» About this task
Word for word, retype the lines from the one containing "fn matches(&self, path: &str)" to the last line of the data below, both ends included.

» Provided data
....................
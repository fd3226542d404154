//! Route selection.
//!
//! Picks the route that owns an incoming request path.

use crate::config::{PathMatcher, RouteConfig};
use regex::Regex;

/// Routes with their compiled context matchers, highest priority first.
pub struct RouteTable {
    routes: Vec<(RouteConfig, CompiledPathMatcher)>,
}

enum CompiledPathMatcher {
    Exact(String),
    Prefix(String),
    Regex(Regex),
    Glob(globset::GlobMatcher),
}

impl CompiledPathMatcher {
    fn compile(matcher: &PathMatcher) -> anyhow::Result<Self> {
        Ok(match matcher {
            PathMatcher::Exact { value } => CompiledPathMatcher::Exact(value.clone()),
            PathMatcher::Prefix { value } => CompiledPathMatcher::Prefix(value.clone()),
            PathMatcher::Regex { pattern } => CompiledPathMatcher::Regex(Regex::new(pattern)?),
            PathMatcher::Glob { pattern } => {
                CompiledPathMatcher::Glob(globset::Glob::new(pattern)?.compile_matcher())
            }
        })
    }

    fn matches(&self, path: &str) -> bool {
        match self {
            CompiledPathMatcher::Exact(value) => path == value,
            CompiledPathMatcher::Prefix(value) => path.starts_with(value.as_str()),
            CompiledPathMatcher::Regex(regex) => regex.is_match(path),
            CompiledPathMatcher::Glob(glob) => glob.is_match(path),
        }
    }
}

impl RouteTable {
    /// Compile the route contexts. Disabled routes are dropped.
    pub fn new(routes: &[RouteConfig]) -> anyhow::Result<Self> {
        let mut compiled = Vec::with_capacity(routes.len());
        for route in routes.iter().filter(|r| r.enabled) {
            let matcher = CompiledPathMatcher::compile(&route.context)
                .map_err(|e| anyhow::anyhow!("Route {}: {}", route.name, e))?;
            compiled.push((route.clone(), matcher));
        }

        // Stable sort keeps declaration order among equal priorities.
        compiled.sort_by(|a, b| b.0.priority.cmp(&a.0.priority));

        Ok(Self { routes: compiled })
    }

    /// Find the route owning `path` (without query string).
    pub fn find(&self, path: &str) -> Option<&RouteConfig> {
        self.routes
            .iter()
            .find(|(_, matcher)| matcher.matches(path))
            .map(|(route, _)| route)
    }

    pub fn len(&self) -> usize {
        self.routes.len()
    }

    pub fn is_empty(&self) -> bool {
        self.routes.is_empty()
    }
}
....................
» Result of the exercise
    fn matches(&self, path: &str) -> bool {
        match self {
            CompiledPathMatcher::Exact(value) => path == value,
            CompiledPathMatcher::Prefix(value) => path.starts_with(value.as_str()),
            CompiledPathMatcher::Regex(regex) => regex.is_match(path),
            CompiledPathMatcher::Glob(glob) => glob.is_match(path),
        }
    }
}

impl RouteTable {
    /// Compile the route contexts. Disabled routes are dropped.
    pub fn new(routes: &[RouteConfig]) -> anyhow::Result<Self> {
        let mut compiled = Vec::with_capacity(routes.len());
        for route in routes.iter().filter(|r| r.enabled) {
            let matcher = CompiledPathMatcher::compile(&route.context)
                .map_err(|e| anyhow::anyhow!("Route {}: {}", route.name, e))?;
            compiled.push((route.clone(), matcher));
        }

        // Stable sort keeps declaration order among equal priorities.
        compiled.sort_by(|a, b| b.0.priority.cmp(&a.0.priority));

        Ok(Self { routes: compiled })
    }

    /// Find the route owning `path` (without query string).
    pub fn find(&self, path: &str) -> Option<&RouteConfig> {
        self.routes
            .iter()
            .find(|(_, matcher)| matcher.matches(path))
            .map(|(route, _)| route)
    }

    pub fn len(&self) -> usize {
        self.routes.len()
    }

    pub fn is_empty(&self) -> bool {
        self.routes.is_empty()
    }
}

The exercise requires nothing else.